Quale comandante di una delle due bande nere che il 13 marzo
1937, nel settore di Trijuque (prima fase della battaglia di
Guadalajara), lottarono contro la 50ª Brigata di Lister
composta da veterani del 5° Reggimento, appoggiati da mezzi
corazzati, il Del Grosso si prodigò per evitare lo
sbandamento dei reparti. Malgrado le difficoltà, la
situazione non sfuggì al suo controllo. Sebbene i reparti
legionari riportassero 39 morti e 60 feriti, senza
considerare il numero di prigionieri, riuscì a evitare
l’annientamento delle proprie forze e ripiegò con i
superstiti. Per questa azione fu decorato di croce di guerra
al valor militare. Il 17 luglio 1938, nella Conca di Baracas,
mentre si recava a dare ordini al Battaglione Lupi per una
conversione da farsi in combattimento, venne colpito da una
raffica di mitragliatrice nella regione inguinale e
addominale: spirò cinque giorni dopo.
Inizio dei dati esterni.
//! Which section of the page is visible.
//!
//! DESIGN
//! ======
//! Navigation is a plain enum switch driven by the header menu and the
//! hero call-to-action. There is no URL routing per section and no history;
//! switching sections drops the previous section's panel state.

#[cfg(test)]
#[path = "ui_test.rs"]
mod ui_test;

/// Top-level sections, in menu order.
#[derive(Clone, Copy, Debug, Default, PartialEq, Eq)]
pub enum Section {
    #[default]
    Home,
    Videos,
    Notes,
    Mentor,
    Convert,
    Progress,
}

impl Section {
    pub const ALL: [Self; 6] = [Self::Home, Self::Videos, Self::Notes, Self::Mentor, Self::Convert, Self::Progress];

    /// Menu label.
    #[must_use]
    pub fn label(self) -> &'static str {
        match self {
            Self::Home => "Home",
            Self::Videos => "Videos",
            Self::Notes => "Notes",
            Self::Mentor => "Mentor",
            Self::Convert => "Convert",
            Self::Progress => "Progress",
        }
    }

    /// Class of the single root element rendered for this section.
    #[must_use]
    pub fn root_class(self) -> &'static str {
        match self {
            Self::Home => "section section--home",
            Self::Videos => "section section--videos",
            Self::Notes => "section section--notes",
            Self::Mentor => "section section--mentor",
            Self::Convert => "section section--convert",
            Self::Progress => "section section--progress",
        }
    }

    /// Whether the section's actions need a signed-in user.
    #[must_use]
    pub fn requires_identity(self) -> bool {
        matches!(self, Self::Notes | Self::Progress)
    }
}

/// Page chrome state.
#[derive(Clone, Debug, Default, PartialEq, Eq)]
pub struct UiState {
    pub section: Section,
}

impl UiState {
    /// Switch to `section`. Returns `true` if the visible section changed.
    pub fn navigate(&mut self, section: Section) -> bool {
        let changed = self.section != section;
        self.section = section;
        changed
    }

    /// The hero's "Start Learning" button.
    pub fn start_learning(&mut self) -> bool {
        self.navigate(Section::Videos)
    }
}
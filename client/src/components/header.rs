//! Sticky header with the brand mark, section menu, and session greeting.

use leptos::prelude::*;

use crate::state::auth::AuthState;
use crate::state::ui::{Section, UiState};

#[component]
pub fn Header() -> impl IntoView {
    let ui = expect_context::<RwSignal<UiState>>();
    let auth = expect_context::<RwSignal<AuthState>>();

    let items = Section::ALL
        .into_iter()
        .map(|section| {
            let class = move || {
                if ui.with(|u| u.section == section) { "nav__item nav__item--active" } else { "nav__item" }
            };
            view! {
                <button
                    class=class
                    on:click=move |_| {
                        ui.update(|u| {
                            u.navigate(section);
                        });
                    }
                >
                    {section.label()}
                </button>
            }
        })
        .collect_view();

    view! {
        <header class="header">
            <div class="header__brand">
                <img src="/flame-icon.svg" alt="logo" class="header__logo"/>
                <span class="header__title">"DevLearn Pro"</span>
            </div>
            <nav class="nav">{items}</nav>
            <span class="header__session">{move || auth.with(AuthState::greeting).unwrap_or_default()}</span>
        </header>
    }
}
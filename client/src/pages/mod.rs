//! Page modules for route-level screens.
//!
//! ARCHITECTURE
//! ============
//! The app has one route. The home page owns section switching and
//! delegates each section to `components`.

pub mod home;
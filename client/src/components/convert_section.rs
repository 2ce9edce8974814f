//! Code converter: translate a snippet between two languages.

use leptos::prelude::*;

use crate::state::convert::ConvertPanel;

#[component]
pub fn ConvertSection() -> impl IntoView {
    let panel = RwSignal::new(ConvertPanel::default());

    let on_convert = move |_| {
        #[cfg(feature = "hydrate")]
        leptos::task::spawn_local(async move {
            crate::net::flows::convert_code(&panel, &crate::net::api::backend()).await;
        });
    };

    view! {
        <h2 class="section__title">"Code Converter"</h2>
        <div class="converter">
            <div class="card converter__input">
                <div class="converter__languages">
                    <input
                        class="input"
                        prop:value=move || panel.with(|p| p.source_language.clone())
                        on:input=move |ev| panel.update(|p| p.source_language = event_target_value(&ev))
                    />
                    <input
                        class="input"
                        prop:value=move || panel.with(|p| p.target_language.clone())
                        on:input=move |ev| panel.update(|p| p.target_language = event_target_value(&ev))
                    />
                </div>
                <textarea
                    class="input input--code"
                    rows="10"
                    prop:value=move || panel.with(|p| p.code.clone())
                    on:input=move |ev| panel.update(|p| p.code = event_target_value(&ev))
                ></textarea>
                <div class="card__actions">
                    <button class="btn btn--primary" on:click=on_convert>
                        "Convert"
                    </button>
                </div>
            </div>
            <pre class="card output">{move || panel.with(ConvertPanel::display)}</pre>
        </div>
    }
}
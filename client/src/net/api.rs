//! Browser transport and backend client construction.
//!
//! Client-side (hydrate): real HTTP calls via `gloo-net`, raced against a
//! `gloo-timers` timeout.
//! Server-side (SSR): a stub that fails every call with a network error,
//! since panels only fetch after hydration.
//!
//! CONFIG
//! ======
//! The backend origin is fixed at build time from `DEVLEARN_BACKEND_URL`
//! and falls back to [`wire::DEFAULT_BACKEND_URL`].

#![allow(clippy::unused_async)]

#[cfg(test)]
#[path = "api_test.rs"]
mod api_test;

use std::time::Duration;

use async_trait::async_trait;
use wire::{ApiClient, ApiError, ApiRequest, RawResponse, Transport};

/// Upper bound on one browser request before it fails as a network error.
pub const REQUEST_TIMEOUT: Duration = Duration::from_secs(30);

/// The client every panel talks to.
pub type Backend = ApiClient<BrowserTransport>;

/// Backend origin baked in at build time.
#[must_use]
pub fn backend_origin() -> &'static str {
    resolve_origin(option_env!("DEVLEARN_BACKEND_URL"))
}

#[must_use]
pub fn backend() -> Backend {
    ApiClient::new(backend_origin(), BrowserTransport)
}

fn resolve_origin(configured: Option<&'static str>) -> &'static str {
    match configured.map(str::trim) {
        Some(origin) if !origin.is_empty() => origin,
        _ => wire::DEFAULT_BACKEND_URL,
    }
}

#[cfg(any(test, feature = "hydrate"))]
fn timed_out_message(after: Duration) -> String {
    format!("request timed out after {}s", after.as_secs())
}

/// `fetch`-backed transport for the hydrated bundle.
#[derive(Clone, Copy, Debug, Default)]
pub struct BrowserTransport;

#[async_trait(?Send)]
impl Transport for BrowserTransport {
    async fn execute(&self, url: &str, request: &ApiRequest) -> Result<RawResponse, ApiError> {
        #[cfg(feature = "hydrate")]
        {
            send_with_timeout(url, request, REQUEST_TIMEOUT).await
        }
        #[cfg(not(feature = "hydrate"))]
        {
            let _ = (url, request);
            Err(ApiError::Network("not available on server".to_owned()))
        }
    }
}

#[cfg(feature = "hydrate")]
async fn send_with_timeout(url: &str, request: &ApiRequest, after: Duration) -> Result<RawResponse, ApiError> {
    use futures::future::{Either, select};

    let exchange = Box::pin(send(url, request));
    let deadline = Box::pin(gloo_timers::future::sleep(after));
    match select(exchange, deadline).await {
        Either::Left((result, _)) => result,
        Either::Right(((), _)) => Err(ApiError::Network(timed_out_message(after))),
    }
}

#[cfg(feature = "hydrate")]
async fn send(url: &str, request: &ApiRequest) -> Result<RawResponse, ApiError> {
    use gloo_net::http::Request;
    use wire::Method;

    let builder = match request.method {
        Method::Get => Request::get(url),
        Method::Post => Request::post(url),
    };
    let sent = match &request.body {
        Some(body) => {
            builder
                .json(body)
                .map_err(|e| ApiError::Network(e.to_string()))?
                .send()
                .await
        }
        None => builder.send().await,
    };
    let response = sent.map_err(|e| ApiError::Network(e.to_string()))?;
    let status = response.status();
    let body = response.text().await.map_err(|e| ApiError::Network(e.to_string()))?;
    Ok(RawResponse::new(status, body))
}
Il Del Grosso fu
decorato di medaglia di bronzo il 23 agosto 1937 e di due
medaglie d’argento, l’ultima delle quali porta la seguente
motivazione: Sempre distintosi in tutte le azioni precedenti
per valore personale e perizia, sia quale comandante di
battaglione che quale ufficiale superiore a disposizione.
Più volte incaricato di rischiose missioni e di difficili
compiti, li portava sempre brillantemente a termine. Nel
dirigere valorosamente l’azione di un battaglione per
l’occupazione di importanti posizioni rimaneva ferito a
morte, ma teneva contegno stoico e sereno, destando
l’ammirazione dei dipendenti.
FONTI E BIBL.: G. Sitti, Legionari in Spagna, 1940, 73;
Decorati al valore, 1964, 113-114; P. Tomasi, Morti per la
causa franchista, 1982; F. Morini, Parma in camicia nera,
1987, 181.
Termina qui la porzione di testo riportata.